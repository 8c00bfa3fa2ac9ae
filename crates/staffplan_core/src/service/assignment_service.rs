//! Assignment use-case service: the only entry point that changes allocations.
//!
//! # Responsibility
//! - Validate create/unassign requests and delegate commits to the ledger.
//! - Surface the caller-facing error taxonomy (validation, capacity, not found).
//!
//! # Invariants
//! - Preconditions run in order and stop at the first failure: references
//!   exist, allocation in range, dates ordered, capacity available.
//! - The capacity precheck uses a fresh ledger read; the ledger rechecks at
//!   commit time and its rejection is surfaced without retry.

use crate::capacity::{preview_allocation, AllocationPreview, CapacityError};
use crate::ledger::{AllocationLedger, LedgerError};
use crate::model::assignment::{Assignment, AssignmentStatus};
use crate::model::engineer::{Engineer, EngineerId};
use crate::model::project::ProjectId;
use crate::model::validation::ValidationError;
use crate::repo::assignment_repo::AssignmentRepository;
use crate::repo::engineer_repo::EngineerRepository;
use crate::repo::project_repo::ProjectRepository;
use crate::repo::RepoError;
use log::{debug, info};
use serde::Deserialize;
use std::error::Error;
use std::fmt::{Display, Formatter};
use std::sync::Arc;

/// Create-assignment input as received from the UI layer.
#[derive(Debug, Clone, PartialEq, Eq, Deserialize)]
#[serde(rename_all = "camelCase")]
pub struct AssignmentRequest {
    pub project_id: ProjectId,
    pub engineer_id: EngineerId,
    pub allocation_percentage: u32,
    pub start_date: i64,
    pub end_date: i64,
    pub role: String,
}

#[derive(Debug)]
pub enum AssignmentError {
    Validation(ValidationError),
    /// `available` is the largest allocation that would be accepted now.
    CapacityExceeded { requested: u32, available: u32 },
    EngineerNotFound(EngineerId),
    ProjectNotFound(ProjectId),
    AssignmentNotFound {
        project_id: ProjectId,
        engineer_id: EngineerId,
    },
    /// Stored engineer data violates a creation-time invariant.
    Integrity(CapacityError),
    Ledger(LedgerError),
    Repo(RepoError),
}

impl AssignmentError {
    /// Stable category code for transport layers.
    pub fn code(&self) -> &'static str {
        match self {
            Self::Validation(_) => "validation_error",
            Self::CapacityExceeded { .. } => "capacity_exceeded",
            Self::EngineerNotFound(_)
            | Self::ProjectNotFound(_)
            | Self::AssignmentNotFound { .. } => "not_found",
            Self::Integrity(_) | Self::Ledger(_) | Self::Repo(_) => "internal",
        }
    }
}

impl Display for AssignmentError {
    fn fmt(&self, f: &mut Formatter<'_>) -> std::fmt::Result {
        match self {
            Self::Validation(err) => write!(f, "{err}"),
            Self::CapacityExceeded {
                requested,
                available,
            } => write!(
                f,
                "cannot assign {requested}%: exceeds available capacity, maximum {available}%"
            ),
            Self::EngineerNotFound(id) => write!(f, "engineer not found: {id}"),
            Self::ProjectNotFound(id) => write!(f, "project not found: {id}"),
            Self::AssignmentNotFound {
                project_id,
                engineer_id,
            } => write!(
                f,
                "no assignment for engineer {engineer_id} on project {project_id}"
            ),
            Self::Integrity(err) => write!(f, "{err}"),
            Self::Ledger(err) => write!(f, "{err}"),
            Self::Repo(err) => write!(f, "{err}"),
        }
    }
}

impl Error for AssignmentError {
    fn source(&self) -> Option<&(dyn Error + 'static)> {
        match self {
            Self::Validation(err) => Some(err),
            Self::Integrity(err) => Some(err),
            Self::Ledger(err) => Some(err),
            Self::Repo(err) => Some(err),
            _ => None,
        }
    }
}

impl From<ValidationError> for AssignmentError {
    fn from(value: ValidationError) -> Self {
        Self::Validation(value)
    }
}

impl From<RepoError> for AssignmentError {
    fn from(value: RepoError) -> Self {
        match value {
            RepoError::Validation(err) => Self::Validation(err),
            other => Self::Repo(other),
        }
    }
}

impl From<CapacityError> for AssignmentError {
    fn from(value: CapacityError) -> Self {
        Self::Integrity(value)
    }
}

/// Validates and applies allocation changes on top of the ledger.
pub struct AssignmentValidator<E, P, A>
where
    E: EngineerRepository,
    P: ProjectRepository,
    A: AssignmentRepository,
{
    engineers: E,
    projects: P,
    ledger: Arc<AllocationLedger<A>>,
}

impl<E, P, A> AssignmentValidator<E, P, A>
where
    E: EngineerRepository,
    P: ProjectRepository,
    A: AssignmentRepository,
{
    pub fn new(engineers: E, projects: P, ledger: Arc<AllocationLedger<A>>) -> Self {
        Self {
            engineers,
            projects,
            ledger,
        }
    }

    /// Proposes a new allocation; returns the committed record on acceptance.
    ///
    /// # Errors
    /// - `EngineerNotFound` / `ProjectNotFound` for missing references.
    /// - `Validation` for out-of-range allocation, inverted dates, blank role
    ///   or a duplicate (project, engineer) pair.
    /// - `CapacityExceeded` when the precheck or the commit-time recheck fails.
    pub fn propose_assignment(
        &self,
        request: &AssignmentRequest,
    ) -> Result<Assignment, AssignmentError> {
        let engineer = self.require_engineer(request.engineer_id)?;
        self.projects
            .get_project(request.project_id)?
            .ok_or(AssignmentError::ProjectNotFound(request.project_id))?;

        let assignment = Assignment::new(
            request.project_id,
            request.engineer_id,
            request.allocation_percentage,
            request.start_date,
            request.end_date,
            request.role.trim(),
        );
        assignment.validate()?;

        let available = self.fresh_available(&engineer)?;
        if assignment.allocation_percentage > available {
            debug!(
                "event=assignment_propose module=service status=rejected engineer_id={} requested={} available={}",
                engineer.id, assignment.allocation_percentage, available
            );
            return Err(AssignmentError::CapacityExceeded {
                requested: assignment.allocation_percentage,
                available,
            });
        }

        let committed = self
            .ledger
            .record_assignment(assignment)
            .map_err(ledger_error)?;
        info!(
            "event=assignment_propose module=service status=ok assignment_id={} project_id={} engineer_id={}",
            committed.id, committed.project_id, committed.engineer_id
        );
        Ok(committed)
    }

    /// Removes the engineer's assignment on the project.
    pub fn propose_unassign(
        &self,
        project_id: ProjectId,
        engineer_id: EngineerId,
    ) -> Result<Assignment, AssignmentError> {
        let not_found = || AssignmentError::AssignmentNotFound {
            project_id,
            engineer_id,
        };
        let assignment = self
            .ledger
            .find_assignment(project_id, engineer_id)
            .ok_or_else(not_found)?;

        match self.ledger.remove_assignment(assignment.id) {
            Ok(removed) => Ok(removed),
            Err(LedgerError::AssignmentNotFound(_)) => Err(not_found()),
            Err(other) => Err(ledger_error(other)),
        }
    }

    /// Capacity figures if `requested` were added to the engineer now.
    pub fn preview(
        &self,
        engineer_id: EngineerId,
        requested: u32,
    ) -> Result<AllocationPreview, AssignmentError> {
        let engineer = self.require_engineer(engineer_id)?;
        let snapshot = self
            .ledger
            .snapshot(engineer.id)
            .ok_or(AssignmentError::EngineerNotFound(engineer_id))?;
        Ok(preview_allocation(
            snapshot.max_capacity,
            snapshot.total_allocated,
            requested,
        )?)
    }

    /// Status of the engineer's assignment on the project, derived at `now_ms`.
    pub fn assignment_status(
        &self,
        project_id: ProjectId,
        engineer_id: EngineerId,
        now_ms: i64,
    ) -> Result<AssignmentStatus, AssignmentError> {
        self.ledger
            .find_assignment(project_id, engineer_id)
            .map(|assignment| assignment.status_at(now_ms))
            .ok_or(AssignmentError::AssignmentNotFound {
                project_id,
                engineer_id,
            })
    }

    fn require_engineer(&self, engineer_id: EngineerId) -> Result<Engineer, AssignmentError> {
        let engineer = self
            .engineers
            .get_engineer(engineer_id)?
            .ok_or(AssignmentError::EngineerNotFound(engineer_id))?;
        self.ledger
            .open_account(engineer.id, engineer.max_capacity)
            .map_err(ledger_error)?;
        Ok(engineer)
    }

    fn fresh_available(&self, engineer: &Engineer) -> Result<u32, AssignmentError> {
        self.ledger
            .available_capacity(engineer.id)
            .ok_or(AssignmentError::EngineerNotFound(engineer.id))
    }
}

fn ledger_error(err: LedgerError) -> AssignmentError {
    match err {
        LedgerError::CapacityExceeded {
            requested,
            available,
            ..
        } => AssignmentError::CapacityExceeded {
            requested,
            available,
        },
        LedgerError::UnknownEngineer(id) => AssignmentError::EngineerNotFound(id),
        LedgerError::Validation(err) => AssignmentError::Validation(err),
        // The referenced row vanished between the precheck and the insert.
        LedgerError::Store(RepoError::NotFound {
            entity: "project",
            id,
        }) => AssignmentError::ProjectNotFound(id),
        LedgerError::Store(RepoError::NotFound {
            entity: "engineer",
            id,
        }) => AssignmentError::EngineerNotFound(id),
        other => AssignmentError::Ledger(other),
    }
}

**What to produce**
Once you have located every line with the word "code" in the material above, list those lines.

**Result of this exercise**
    /// Stable category code for transport layers.
    pub fn code(&self) -> &'static str {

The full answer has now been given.